Mona Chollet est en train de prendre une place à part dans l'édition française et on ne va pas s'en plaindre car la dame a la plume alerte et un certain talent pour synthétiser les problématiques dans l'air du temps.
Ah et puis zut, si, quand même, on va s'en plaindre (un peu).
Monet Chollet est une journaliste de gauche, ca c'est certain, mais pour qui écrit-elle ? Son premier chapitre se veut une vengeance contre ceux (notamment ses collègues et son compagnon) qui se moquent de son tempérament casanier. Mais la valorisation de l'aventurier ne vaut que pour un petit milieu, le sien. Aimer sa maison, n'accepter de s'en éloigner que pour un temps circonscrit et un exotisme limité est le choix d'une majorité de Français qui n'ont aucune envie de ressembler à Nicolas Bouvier.
Mona Chollet écrit donc pour ses pairs et son discours ressemble parfois et sans mauvais jeu de mots à un plaidoyer pro domo. le 2nd chapitre ressemble assez à cet égard aux conversations d'une soirée de copines: j'ai-encore-trop-regardé-Instagram-mais-j'ai-quand-même-réussi-à-finir-mon-article. Eh bien, on est content pour elle, mais en gros on s'en fiche.
Écrire pour ses pairs, pourquoi pas? Reste la posture.
Souvent, Chollet fait dans la connivence et l'auto-dérision, c'est assez drôle: « Moi, en revanche, je reste toujours admirative devant un salon cosy ou une décoration de Noël réussie. Je pourrais fonder un nouveau courant du féminisme : le courant « poule mouillée ». Mais il y a déjà beaucoup de livres de « bonnes copines » et on attend autre chose d'une journaliste du « Diplo ».

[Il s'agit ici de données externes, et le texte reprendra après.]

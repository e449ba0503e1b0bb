//! Progress events for pipeline runs
//!
//! This crate provides the event bus and event types consumed by progress
//! displays. Publishing never blocks and never fails the run.

mod bus;
mod types;

pub use bus::EventBus;
pub use types::*;
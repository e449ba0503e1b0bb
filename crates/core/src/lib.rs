pub mod domain;
pub mod error;
pub mod export;
pub mod templates;

pub use domain::*;
pub use error::{CoreError, Result};
pub use export::{ExportBundle, MetaTag, PageMetadata};
pub use templates::{Language, Template, TextDirection};
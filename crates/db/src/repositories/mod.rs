mod project_repository;
mod version_repository;

pub use project_repository::*;
pub use version_repository::*;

On attend l'acuité d'un regard neuf et la balle tirée contre son camp, parce qu'on ne lit pas uniquement pour se satisfaire de certitudes béates. Souvent, là encore, Chollet fait mouche. Quand les tenants de la sobriété heureuse vantent la tiny house et le refus de tout superflu, elle les renvoie dans les cordes d'une pichenette: « Les adeptes du small living occupent donc exactement la place qu'un ordre social inique leur assigne. Ils se contorsionnent pour entrer dans le placard qu'on veut bien leur laisser et prétendent réaliser par là leurs désirs les plus profonds. »

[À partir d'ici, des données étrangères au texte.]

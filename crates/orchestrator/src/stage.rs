//! Stage definitions and the parallel agent step.
//!
//! A stage is a named step of the pipeline. Agent stages run every listed
//! agent concurrently against an independent snapshot of the run context and
//! waits for all of them before recording anything.

use futures::future::join_all;
use sitesmith_core::{AgentKind, Artifact, ArtifactKey, CreativeBrief, RunContext, StageName};
use std::fmt;
use std::sync::Arc;
use tracing::{info, warn};

use crate::agents::{agent_for, Agent, AgentInput};
use crate::error::{OrchestratorError, Result};
use crate::runner::{AgentResult, AgentRunner};

/// Combines the outputs of a stage's agents, ordered by [`AgentKind`].
pub type MergeFn = fn(&[(AgentKind, &Artifact)]) -> std::result::Result<Artifact, String>;

/// What a stage does when it runs.
#[derive(Clone)]
pub enum StageStep {
    /// Run agents concurrently, optionally merging their outputs into one
    /// extra artifact.
    Agents {
        agents: Vec<Arc<dyn Agent>>,
        merge: Option<(ArtifactKey, MergeFn)>,
    },
    /// The Developer/Reviewer loop.
    AutoFix,
}

#[derive(Clone)]
pub struct StageSpec {
    pub name: StageName,
    pub step: StageStep,
    /// A failure of a required stage aborts the run.
    pub required: bool,
    /// Artifacts copied into each agent's input snapshot.
    pub inputs: Vec<ArtifactKey>,
}

impl fmt::Debug for StageSpec {
    fn fmt(&self, f: &mut fmt::Formatter<'_>) -> fmt::Result {
        let agents: Vec<AgentKind> = match &self.step {
            StageStep::Agents { agents, .. } => agents.iter().map(|a| a.kind()).collect(),
            StageStep::AutoFix => vec![AgentKind::Developer, AgentKind::Reviewer],
        };
        f.debug_struct("StageSpec")
            .field("name", &self.name)
            .field("agents", &agents)
            .field("required", &self.required)
            .field("inputs", &self.inputs)
            .finish()
    }
}

impl StageSpec {
    pub fn single(name: StageName, agent: AgentKind, inputs: Vec<ArtifactKey>) -> Self {
        Self::parallel(name, vec![agent], inputs, None)
    }

    pub fn parallel(
        name: StageName,
        agents: Vec<AgentKind>,
        inputs: Vec<ArtifactKey>,
        merge: Option<(ArtifactKey, MergeFn)>,
    ) -> Self {
        Self {
            name,
            step: StageStep::Agents {
                agents: agents.into_iter().map(agent_for).collect(),
                merge,
            },
            required: true,
            inputs,
        }
    }

    pub fn auto_fix(inputs: Vec<ArtifactKey>) -> Self {
        Self {
            name: StageName::AutoFix,
            step: StageStep::AutoFix,
            required: true,
            inputs,
        }
    }

    pub fn optional(mut self) -> Self {
        self.required = false;
        self
    }

    pub fn agents(&self) -> Vec<AgentKind> {
        match &self.step {
            StageStep::Agents { agents, .. } => agents.iter().map(|a| a.kind()).collect(),
            StageStep::AutoFix => vec![AgentKind::Developer, AgentKind::Reviewer],
        }
    }
}

/// Runs an agent stage and records its results into the context.
///
/// Results are recorded in declaration order whatever order the agents
/// finished in. Each success stores its output under the agent's output key.
/// The merge runs only when every agent succeeded.
pub async fn run_agents(
    runner: &AgentRunner,
    ctx: &mut RunContext,
    stage: StageName,
    agents: &[Arc<dyn Agent>],
    inputs: &[ArtifactKey],
    merge: Option<(ArtifactKey, MergeFn)>,
    required: bool,
) -> Result<()> {
    let snapshots: Vec<AgentInput> = agents
        .iter()
        .map(|_| AgentInput::from_context(ctx, inputs))
        .collect();

    info!(%stage, agents = agents.len(), "Running stage agents");
    let results: Vec<AgentResult> = join_all(
        agents
            .iter()
            .zip(snapshots.iter())
            .map(|(agent, input)| runner.run(agent.as_ref(), input)),
    )
    .await;

    let mut first_failure = None;
    let mut outputs: Vec<(AgentKind, Artifact)> = Vec::new();

    for result in results {
        ctx.record_agent_run(result.to_record(stage))?;
        match result {
            AgentResult::Success(success) => {
                ctx.insert_artifact(success.agent.output_key(), stage, success.output.clone())?;
                outputs.push((success.agent, success.output));
            }
            AgentResult::Failure(failure) => {
                if !required {
                    warn!(
                        %stage,
                        agent = %failure.agent,
                        error = %failure.message,
                        "Optional agent failed, continuing"
                    );
                    continue;
                }
                if first_failure.is_none() {
                    first_failure = Some(OrchestratorError::stage_failed(
                        stage,
                        failure.agent,
                        failure.kind,
                        failure.attempts.len() as u32,
                        failure.message,
                    ));
                }
            }
        }
    }

    if let Some(err) = first_failure {
        return Err(err);
    }

    if let Some((key, merge_fn)) = merge {
        if outputs.len() == agents.len() {
            outputs.sort_by_key(|(kind, _)| *kind);
            let borrowed: Vec<(AgentKind, &Artifact)> =
                outputs.iter().map(|(kind, artifact)| (*kind, artifact)).collect();
            let merged = merge_fn(&borrowed)
                .map_err(|reason| OrchestratorError::MergeFailed { stage, reason })?;
            ctx.insert_artifact(key, stage, merged)?;
        }
    }

    Ok(())
}

/// Merges Copywriter and Art Director output into one creative brief.
pub fn merge_creative_brief(
    outputs: &[(AgentKind, &Artifact)],
) -> std::result::Result<Artifact, String> {
    let mut copy = None;
    let mut design = None;
    for (_, artifact) in outputs {
        match artifact {
            Artifact::Copy(c) => copy = Some(c.clone()),
            Artifact::Design(d) => design = Some(d.clone()),
            other => return Err(format!("unexpected {} artifact", other.kind_str())),
        }
    }
    match (copy, design) {
        (Some(copy), Some(design)) => Ok(Artifact::Brief(CreativeBrief { copy, design })),
        (None, _) => Err("copy output is missing".to_string()),
        (_, None) => Err("design output is missing".to_string()),
    }
}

Mais au fur et à mesure que les chapitres défilent, il faut bien avouer qu'on lit surtout ce qu'on veut entendre (quand on vote à gauche). Il faudrait pouvoir travailler moins. Les hommes font moins souvent le ménage que les femmes. La colocation, c'est bien. Il faut une politique sociale du logement. le thé, c'est chouette, Desesperate housewives c'est nul. Il ne faut pas avoir peur des squatteurs, d'ailleurs mon frère en est un.

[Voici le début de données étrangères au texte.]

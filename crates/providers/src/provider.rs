use async_trait::async_trait;
use serde::{Deserialize, Serialize};
use std::collections::HashMap;
use std::fmt;
use std::str::FromStr;
use std::sync::Arc;

use crate::error::{ProviderError, Result};
use crate::types::{Completion, CompletionRequest};

/// A text-generation backend: accept a prompt, return text or fail.
#[async_trait]
pub trait Provider: Send + Sync {
    fn name(&self) -> &str;

    async fn send(&self, request: &CompletionRequest) -> Result<Completion>;
}

#[derive(Debug, Clone, Copy, Serialize, Deserialize, PartialEq, Eq, Hash)]
#[serde(rename_all = "lowercase")]
pub enum ProviderKind {
    OpenAi,
    Anthropic,
    Gemini,
}

impl ProviderKind {
    pub fn as_str(&self) -> &'static str {
        match self {
            Self::OpenAi => "openai",
            Self::Anthropic => "anthropic",
            Self::Gemini => "gemini",
        }
    }

    pub fn default_model(&self) -> &'static str {
        match self {
            Self::OpenAi => "gpt-4o",
            Self::Anthropic => "claude-3-5-sonnet-20240620",
            Self::Gemini => "gemini-2.0-flash",
        }
    }

    /// Environment variable holding this provider's API key.
    pub fn api_key_env(&self) -> &'static str {
        match self {
            Self::OpenAi => "OPENAI_API_KEY",
            Self::Anthropic => "ANTHROPIC_API_KEY",
            Self::Gemini => "GEMINI_API_KEY",
        }
    }
}

impl fmt::Display for ProviderKind {
    fn fmt(&self, f: &mut fmt::Formatter<'_>) -> fmt::Result {
        f.write_str(self.as_str())
    }
}

impl FromStr for ProviderKind {
    type Err = ProviderError;

    fn from_str(s: &str) -> Result<Self> {
        match s.to_ascii_lowercase().as_str() {
            "openai" => Ok(Self::OpenAi),
            "anthropic" => Ok(Self::Anthropic),
            "gemini" => Ok(Self::Gemini),
            other => Err(ProviderError::NotConfigured(other.to_string())),
        }
    }
}

/// Providers available to a run, keyed by kind.
#[derive(Clone, Default)]
pub struct ProviderRegistry {
    providers: HashMap<ProviderKind, Arc<dyn Provider>>,
}

impl ProviderRegistry {
    pub fn new() -> Self {
        Self::default()
    }

    pub fn with(mut self, kind: ProviderKind, provider: Arc<dyn Provider>) -> Self {
        self.register(kind, provider);
        self
    }

    pub fn register(&mut self, kind: ProviderKind, provider: Arc<dyn Provider>) {
        self.providers.insert(kind, provider);
    }

    pub fn get(&self, kind: ProviderKind) -> Result<Arc<dyn Provider>> {
        self.providers
            .get(&kind)
            .cloned()
            .ok_or_else(|| ProviderError::NotConfigured(kind.to_string()))
    }

    pub fn kinds(&self) -> Vec<ProviderKind> {
        let mut kinds: Vec<_> = self.providers.keys().copied().collect();
        kinds.sort_by_key(|k| k.as_str());
        kinds
    }

    pub fn is_empty(&self) -> bool {
        self.providers.is_empty()
    }
}

impl fmt::Debug for ProviderRegistry {
    fn fmt(&self, f: &mut fmt::Formatter<'_>) -> fmt::Result {
        f.debug_struct("ProviderRegistry")
            .field("kinds", &self.kinds())
            .finish()
    }
}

Et de fait , on lit beaucoup ce qu'on a envie de lire et surtout on lit ce qu'on sait déjà. La bibliographie est copieuse mais à la manière de Wikipedia. Des références universitaires, un peu, et beaucoup d'articles (Le Monde, Libération, Elle). En y cherchant ce que je pourrais lire de vraiment consistant, je ne suis tombée que sur des valeurs sûres: Bachelard, Woolfe, les Pinçon-Charlot…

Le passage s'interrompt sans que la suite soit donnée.